The Free Press, Mankato, MN

Editorials

July 13, 2014

Our View: Gridlock harming brain-damaged veterans

Why it matters: Veterans are being ousted from their therapeutic group homes because of political gridlock in Congress.

With mid-term elections looming, any possible Congressional action is frozen in time for fear any movement will be fodder for criticism and jeopardize either party’s chances to influence their political destinies. It’s a little political chess game that gets played every election cycle.

This intransigence could be viewed as mildly amusing especially for those who feel government can do no good. Some, including columnists at Forbes Magazine, are even claiming the deadlock is improving the economy.

However, there are at least 53 brain-damaged veterans who would beg to differ — if anybody would listen.

The Wall Street Journal exclusive Friday found that the Department of Veterans Affairs is moving dozens of brain-damaged veterans out of therapeutic group homes because Congress has failed to extend the program.

VA case workers already notified 53 such veterans they need to leave these homes by Sept. 15. The VA says it has no choice since this five-year pilot program is only alive because of Congressional authority and the five years is nearly up.

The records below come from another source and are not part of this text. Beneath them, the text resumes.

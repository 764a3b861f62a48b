//! Command-log output (spec §4.5).
//!
//! Two emitters share the [`Emitter`] trait: [`terse::TerseEmitter`] writes
//! one bit-exact line per issued command, directly to the output stream.
//! [`verbose::VerboseEmitter`] is a supplemental human-readable mode (see
//! `SPEC_FULL.md`) that defers formatted messages through a delay-sorted
//! queue so begin/end pairs of a command's effect can be reported at the
//! right tick.

pub mod terse;
pub mod verbose;

use std::io;

use crate::scheduler::IssuedCommand;

/// A sink for simulation output, driven once per simulated tick.
pub trait Emitter {
    /// Reports a DRAM command issued at `cmd.now`.
    ///
    /// # Errors
    ///
    /// Returns [`crate::common::SimError::IoError`] if the underlying
    /// writer fails.
    fn on_issue(&mut self, cmd: IssuedCommand) -> Result<(), crate::common::SimError>;

    /// Advances emitter-internal time by `delta` cycles and flushes any
    /// messages now due. The terse emitter ignores this (it has no
    /// deferred state); the verbose emitter drains its delay queue.
    ///
    /// # Errors
    ///
    /// Returns [`crate::common::SimError::IoError`] if the underlying
    /// writer fails.
    fn tick(&mut self, delta: u64) -> Result<(), crate::common::SimError>;

    /// Flushes the underlying writer.
    ///
    /// # Errors
    ///
    /// Returns an I/O error if the flush fails.
    fn flush(&mut self) -> io::Result<()>;
}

Veterans groups are understandably upset by the failure of Congress to extend this program and legislators on both sides of the aisle are falling over each other getting bills crafted. However, none of these bills have advanced, thanks to the lack of Congressional action.

The VA is trying to be creative to prevent the discharge of 50 Iraq and Afghanistan veterans using funding from a separate law but, according to the WSJ, even they are leery on how long such a reprieve can last.

One 53-year-old veteran wept when told he may face life outside the assisted living group home. “It’s only a matter of time before I end up in jail or dead,” he said.

The VA still needs to complete an assessment of the program but so far likes what it sees — if it can continue its work.